A protege of Angela Merkel, Ursula von der Leyen was the German Defence Minister from 2013 to 2019 before being appointed President of the European Commission earlier this month.
During her tenure as Defence Minister, von der Leyen spent millions on private military consultancy firms. Germany’s Federal Audit Office revealed that the ministry had spent massive amounts of money on these firms and often awarded the contracts on a no-bid basis, prompting parliamentary investigations.
Members of the German parliament, the Bundestag, believe that the deleted data from von der Leyen’s phone may have shown the new EU chief broke the law in awarding the consultancy contracts without leaving a paper trail.
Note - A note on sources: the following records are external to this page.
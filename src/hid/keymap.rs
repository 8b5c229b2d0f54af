//! Key-name to USB HID usage-code table
//!
//! The browser sends keys by name; reports carry usage codes from the
//! keyboard/keypad page (0x07). Upper and lower case letters share a code,
//! as do digits and their shifted symbols: the shift state travels in the
//! modifier byte, not the key code. Unknown names map to 0.

/// USB HID usage codes (Usage Page 0x07)
#[allow(dead_code)]
pub mod usb {
    pub const KEY_A: u8 = 0x04;
    pub const KEY_B: u8 = 0x05;
    pub const KEY_C: u8 = 0x06;
    pub const KEY_D: u8 = 0x07;
    pub const KEY_E: u8 = 0x08;
    pub const KEY_F: u8 = 0x09;
    pub const KEY_G: u8 = 0x0A;
    pub const KEY_H: u8 = 0x0B;
    pub const KEY_I: u8 = 0x0C;
    pub const KEY_J: u8 = 0x0D;
    pub const KEY_K: u8 = 0x0E;
    pub const KEY_L: u8 = 0x0F;
    pub const KEY_M: u8 = 0x10;
    pub const KEY_N: u8 = 0x11;
    pub const KEY_O: u8 = 0x12;
    pub const KEY_P: u8 = 0x13;
    pub const KEY_Q: u8 = 0x14;
    pub const KEY_R: u8 = 0x15;
    pub const KEY_S: u8 = 0x16;
    pub const KEY_T: u8 = 0x17;
    pub const KEY_U: u8 = 0x18;
    pub const KEY_V: u8 = 0x19;
    pub const KEY_W: u8 = 0x1A;
    pub const KEY_X: u8 = 0x1B;
    pub const KEY_Y: u8 = 0x1C;
    pub const KEY_Z: u8 = 0x1D;

    pub const KEY_1: u8 = 0x1E;
    pub const KEY_2: u8 = 0x1F;
    pub const KEY_3: u8 = 0x20;
    pub const KEY_4: u8 = 0x21;
    pub const KEY_5: u8 = 0x22;
    pub const KEY_6: u8 = 0x23;
    pub const KEY_7: u8 = 0x24;
    pub const KEY_8: u8 = 0x25;
    pub const KEY_9: u8 = 0x26;
    pub const KEY_0: u8 = 0x27;

    pub const KEY_ENTER: u8 = 0x28;
    pub const KEY_ESCAPE: u8 = 0x29;
    pub const KEY_BACKSPACE: u8 = 0x2A;
    pub const KEY_TAB: u8 = 0x2B;
    pub const KEY_SPACE: u8 = 0x2C;
    pub const KEY_MINUS: u8 = 0x2D;
    pub const KEY_EQUAL: u8 = 0x2E;
    pub const KEY_LEFT_BRACKET: u8 = 0x2F;
    pub const KEY_RIGHT_BRACKET: u8 = 0x30;
    pub const KEY_BACKSLASH: u8 = 0x31;
    pub const KEY_SEMICOLON: u8 = 0x33;
    pub const KEY_APOSTROPHE: u8 = 0x34;
    pub const KEY_GRAVE: u8 = 0x35;
    pub const KEY_COMMA: u8 = 0x36;
    pub const KEY_PERIOD: u8 = 0x37;
    pub const KEY_SLASH: u8 = 0x38;
    pub const KEY_CAPS_LOCK: u8 = 0x39;

    pub const KEY_F1: u8 = 0x3A;
    pub const KEY_F2: u8 = 0x3B;
    pub const KEY_F3: u8 = 0x3C;
    pub const KEY_F4: u8 = 0x3D;
    pub const KEY_F5: u8 = 0x3E;
    pub const KEY_F6: u8 = 0x3F;
    pub const KEY_F7: u8 = 0x40;
    pub const KEY_F8: u8 = 0x41;
    pub const KEY_F9: u8 = 0x42;
    pub const KEY_F10: u8 = 0x43;
    pub const KEY_F11: u8 = 0x44;
    pub const KEY_F12: u8 = 0x45;

    pub const KEY_PRINT_SCREEN: u8 = 0x46;
    pub const KEY_SCROLL_LOCK: u8 = 0x47;
    pub const KEY_PAUSE: u8 = 0x48;
    pub const KEY_INSERT: u8 = 0x49;
    pub const KEY_HOME: u8 = 0x4A;
    pub const KEY_PAGE_UP: u8 = 0x4B;
    pub const KEY_DELETE: u8 = 0x4C;
    pub const KEY_END: u8 = 0x4D;
    pub const KEY_PAGE_DOWN: u8 = 0x4E;
    pub const KEY_RIGHT_ARROW: u8 = 0x4F;
    pub const KEY_LEFT_ARROW: u8 = 0x50;
    pub const KEY_DOWN_ARROW: u8 = 0x51;
    pub const KEY_UP_ARROW: u8 = 0x52;
}

use usb::*;

/// Look up the usage code for a key name. Returns 0 for unknown names.
pub fn find_key_code(key: &str) -> u8 {
    let mut chars = key.chars();
    if let (Some(c), None) = (chars.next(), chars.next()) {
        return char_code(c);
    }

    named_code(key)
}

/// Single-character keys: letters (case-folded), digits and their shifted
/// symbols, punctuation in both shift states, space.
fn char_code(c: char) -> u8 {
    match c {
        'a'..='z' => KEY_A + (c as u8 - b'a'),
        'A'..='Z' => KEY_A + (c as u8 - b'A'),
        '1' | '!' => KEY_1,
        '2' | '@' => KEY_2,
        '3' | '#' => KEY_3,
        '4' | '$' => KEY_4,
        '5' | '%' => KEY_5,
        '6' | '^' => KEY_6,
        '7' | '&' => KEY_7,
        '8' | '*' => KEY_8,
        '9' | '(' => KEY_9,
        '0' | ')' => KEY_0,
        '-' | '_' => KEY_MINUS,
        '=' | '+' => KEY_EQUAL,
        '[' | '{' => KEY_LEFT_BRACKET,
        ']' | '}' => KEY_RIGHT_BRACKET,
        '\\' | '|' => KEY_BACKSLASH,
        ';' | ':' => KEY_SEMICOLON,
        '\'' | '"' => KEY_APOSTROPHE,
        '`' | '~' => KEY_GRAVE,
        ',' | '<' => KEY_COMMA,
        '.' | '>' => KEY_PERIOD,
        '/' | '?' => KEY_SLASH,
        ' ' => KEY_SPACE,
        _ => 0,
    }
}

fn named_code(key: &str) -> u8 {
    match key.to_ascii_lowercase().as_str() {
        "enter" => KEY_ENTER,
        "esc" | "escape" => KEY_ESCAPE,
        "backspace" => KEY_BACKSPACE,
        "tab" => KEY_TAB,
        "space" => KEY_SPACE,
        "capslock" => KEY_CAPS_LOCK,
        "f1" => KEY_F1,
        "f2" => KEY_F2,
        "f3" => KEY_F3,
        "f4" => KEY_F4,
        "f5" => KEY_F5,
        "f6" => KEY_F6,
        "f7" => KEY_F7,
        "f8" => KEY_F8,
        "f9" => KEY_F9,
        "f10" => KEY_F10,
        "f11" => KEY_F11,
        "f12" => KEY_F12,
        "printscreen" => KEY_PRINT_SCREEN,
        "scrolllock" => KEY_SCROLL_LOCK,
        "pause" => KEY_PAUSE,
        "insert" => KEY_INSERT,
        "home" => KEY_HOME,
        "pageup" => KEY_PAGE_UP,
        "delete" => KEY_DELETE,
        "end" => KEY_END,
        "pagedown" => KEY_PAGE_DOWN,
        "right" | "arrowright" => KEY_RIGHT_ARROW,
        "left" | "arrowleft" => KEY_LEFT_ARROW,
        "down" | "arrowdown" => KEY_DOWN_ARROW,
        "up" | "arrowup" => KEY_UP_ARROW,
        _ => 0,
    }
}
Tobias Lindner said that there should be efforts made to recover the deleted data and that Annegret Kramp-Karrenbauer, von der Leyen’s successor, should punish those responsible for deleting the data in the defence ministry.
“It can’t be acceptable that the ministry continues to torpedo the investigative work of the committee”, Lindner said.
“Deleting a cell phone without first evaluating it for possible evidence has nothing to do with the normal finger-waving between the federal government and a committee of inquiry, this is about a tangible scandal”, he concluded.
The scandal has drawn parallels to the Hillary Clinton email scandal, in which the former presidential candidate stored classified information on a private email server. An FBI prosecutor said that he believes Ms Clinton used the server to avoid freedom of information requests about the contents of her emails.
Clinton used a software program called “BleachBit” to delete thousands of emails, and according to the FBI a former aide to former president Bill Clinton smashed at least two of Mrs Clinton’s mobile devices with a hammer.
In June the U.S. State Department revealed that “multiple security incidents” occurred as a result of the private email server. At least 15 people handled the emails, some of which were classified.
So far no criminal charges have been brought against Hillary Clinton in relation to the scandal.